Macy is doing pretty good overall. Today, at rounds the surgery team checked her incision, and it looked great. She has stopped draining!!!! It's amazing! She had so much coming out over the last few days, that I was really worried that it wouldn't stop. They also turned off her TPN. She was able to unhook from the IV pole all together. She still has an IV in her arm just in case they need access. We took her oxygen off at 9:40 a.m. this morning, and she hasn't been back on since. We will see how she does tonight while sleeping. She has to keep her level above 90, or else she has to go back on. Macy walked a total of 4 times today. Her walks aren't long, and they really wear her out, but she's doing it! We played a mean game of Uno with Grandma. Macy won the final game! She is still doing nebs every 4 hours and the acapella breathing following. She still is getting lots of mucus collecting in her throat area, and is having a hard time clearing because it hurts so bad to cough. It also hurts her to sneeze and yawn. I can't only imagine how bad it hurts.
She is mainly on Tylenol to control her pain, but did take one oxy last night to help while sleeping. She took another one tonight. I am hoping that we can transition her to a pain medicine that is a little less potent tomorrow. I think that during the last liver surgery she had she took Tylenol with Codeine once we were getting closer to going home. We are still working on getting her Coumadin levels correct. It was a little low when checked this morning during labs, so they increased her dose. So, how close are we to going home? Well, her incision is no longer draining! She is off of TPN! She went without oxygen all day! I would think we are pretty close. Like I said, she needs to make it all night without oxygen. I think we also need to transition her completely off of the oxy. I would love to leave tomorrow.......we'll see what they say during rounds in the morning. I don't want to get our hopes up, so I am trying not to speculate what might happen.
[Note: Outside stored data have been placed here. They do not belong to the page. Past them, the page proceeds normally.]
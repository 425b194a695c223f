//! Port for earned badges.
use async_trait::async_trait;

use crate::domain::{EarnedBadge, UserId};

use super::define_port_error;

define_port_error! {
    /// Errors raised by badge repository adapters.
    pub enum BadgeRepositoryError {
        Connection { message: String } => "badge repository connection failed: {message}",
        Query { message: String } => "badge repository query failed: {message}",
    }
}

#[cfg_attr(test, mockall::automock)]
#[async_trait]
pub trait BadgeRepository: Send + Sync {
    /// Store an award; returns `false` when the user already held the badge.
    async fn award(&self, badge: &EarnedBadge) -> Result<bool, BadgeRepositoryError>;

    /// Badges held by a user, newest first.
    async fn for_user(&self, user_id: &UserId) -> Result<Vec<EarnedBadge>, BadgeRepositoryError>;
}
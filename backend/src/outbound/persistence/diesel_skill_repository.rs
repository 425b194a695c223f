//! PostgreSQL-backed `SkillRepository`.

use async_trait::async_trait;
use diesel::prelude::*;
use diesel_async::scoped_futures::ScopedFutureExt as _;
use diesel_async::{AsyncConnection as _, RunQueryDsl};
use uuid::Uuid;

use crate::domain::ports::{SkillRepository, SkillRepositoryError};
use crate::domain::{MentorSkill, Skill, UserId};

use super::diesel_basic_error_mapping::{
    ConstraintViolation, map_basic_diesel_error, map_basic_pool_error, violated_constraint,
};
use super::models::{MentorSkillRow, NewSkillRow, SkillRow};
use super::pool::{DbPool, PoolError};
use super::schema::{mentor_skills, skills};

#[derive(Clone)]
pub struct DieselSkillRepository {
    pool: DbPool,
}

impl DieselSkillRepository {
    pub fn new(pool: DbPool) -> Self {
        Self { pool }
    }
}

fn map_pool_error(error: PoolError) -> SkillRepositoryError {
    map_basic_pool_error(error, |message| SkillRepositoryError::connection(message))
}

fn map_diesel_error(error: diesel::result::Error) -> SkillRepositoryError {
    map_basic_diesel_error(
        error,
        SkillRepositoryError::query,
        SkillRepositoryError::connection,
    )
}

fn row_to_skill(row: SkillRow) -> Skill {
    Skill {
        id: row.id,
        name: row.name,
        slug: row.slug,
    }
}

#[async_trait]
impl SkillRepository for DieselSkillRepository {
    async fn create(&self, skill: &Skill) -> Result<(), SkillRepositoryError> {
        let mut conn = self.pool.get().await.map_err(map_pool_error)?;
        let row = NewSkillRow {
            id: skill.id,
            name: &skill.name,
            slug: &skill.slug,
        };
        diesel::insert_into(skills::table)
            .values(&row)
            .execute(&mut conn)
            .await
            .map(|_| ())
            .map_err(|err| match violated_constraint(&err) {
                Some(ConstraintViolation::Unique(_)) => {
                    SkillRepositoryError::duplicate_name(skill.name.clone())
                }
                _ => map_diesel_error(err),
            })
    }

    async fn list(&self) -> Result<Vec<Skill>, SkillRepositoryError> {
        let mut conn = self.pool.get().await.map_err(map_pool_error)?;
        let rows: Vec<SkillRow> = skills::table
            .select(SkillRow::as_select())
            .order_by(skills::name)
            .load(&mut conn)
            .await
            .map_err(map_diesel_error)?;
        Ok(rows.into_iter().map(row_to_skill).collect())
    }

    async fn find_many(&self, ids: &[Uuid]) -> Result<Vec<Skill>, SkillRepositoryError> {
        if ids.is_empty() {
            return Ok(Vec::new());
        }
        let mut conn = self.pool.get().await.map_err(map_pool_error)?;
        let rows: Vec<SkillRow> = skills::table
            .filter(skills::id.eq_any(ids))
            .select(SkillRow::as_select())
            .load(&mut conn)
            .await
            .map_err(map_diesel_error)?;
        Ok(rows.into_iter().map(row_to_skill).collect())
    }

    async fn replace_mentor_skills(
        &self,
        mentor_id: &UserId,
        entries: &[(Uuid, i16)],
    ) -> Result<(), SkillRepositoryError> {
        let mut conn = self.pool.get().await.map_err(map_pool_error)?;
        let mentor = *mentor_id.as_uuid();
        let rows: Vec<MentorSkillRow> = entries
            .iter()
            .map(|(skill_id, proficiency)| MentorSkillRow {
                mentor_id: mentor,
                skill_id: *skill_id,
                proficiency: *proficiency,
            })
            .collect();
        conn.transaction(|conn| {
            async move {
                diesel::delete(mentor_skills::table.filter(mentor_skills::mentor_id.eq(mentor)))
                    .execute(conn)
                    .await?;
                if !rows.is_empty() {
                    diesel::insert_into(mentor_skills::table)
                        .values(&rows)
                        .execute(conn)
                        .await?;
                }
                Ok(())
            }
            .scope_boxed()
        })
        .await
        .map_err(map_diesel_error)
    }

    async fn mentor_skills(
        &self,
        mentor_id: &UserId,
    ) -> Result<Vec<MentorSkill>, SkillRepositoryError> {
        let mut conn = self.pool.get().await.map_err(map_pool_error)?;
        let rows: Vec<(SkillRow, i16)> = mentor_skills::table
            .inner_join(skills::table)
            .filter(mentor_skills::mentor_id.eq(mentor_id.as_uuid()))
            .select((SkillRow::as_select(), mentor_skills::proficiency))
            .order_by(skills::name)
            .load(&mut conn)
            .await
            .map_err(map_diesel_error)?;
        Ok(rows
            .into_iter()
            .map(|(skill, proficiency)| MentorSkill {
                mentor_id: *mentor_id,
                skill: row_to_skill(skill),
                proficiency,
            })
            .collect())
    }

    async fn mentor_skill_links(&self) -> Result<Vec<(Uuid, UserId)>, SkillRepositoryError> {
        let mut conn = self.pool.get().await.map_err(map_pool_error)?;
        let rows: Vec<(Uuid, Uuid)> = mentor_skills::table
            .select((mentor_skills::skill_id, mentor_skills::mentor_id))
            .load(&mut conn)
            .await
            .map_err(map_diesel_error)?;
        Ok(rows
            .into_iter()
            .map(|(skill_id, mentor_id)| (skill_id, UserId::from_uuid(mentor_id)))
            .collect())
    }
}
Please pray for a great night of breathing and sleeping with no pain and no oxygen. Please pray that her incision continues to stay dry. Please pray that we can come up with a plan to control Macy's pain when we are discharged. Thank for all of your prayers and support! Each and every comment you write is read and appreciated!
Wow- more good news. I will keep praying. Compared to last week at this time, she has really made strides. Hang in there, everybody! 🙏
ReplyDeleteJust remarkable! Continued love and support for all. Godspeed for getting home soon.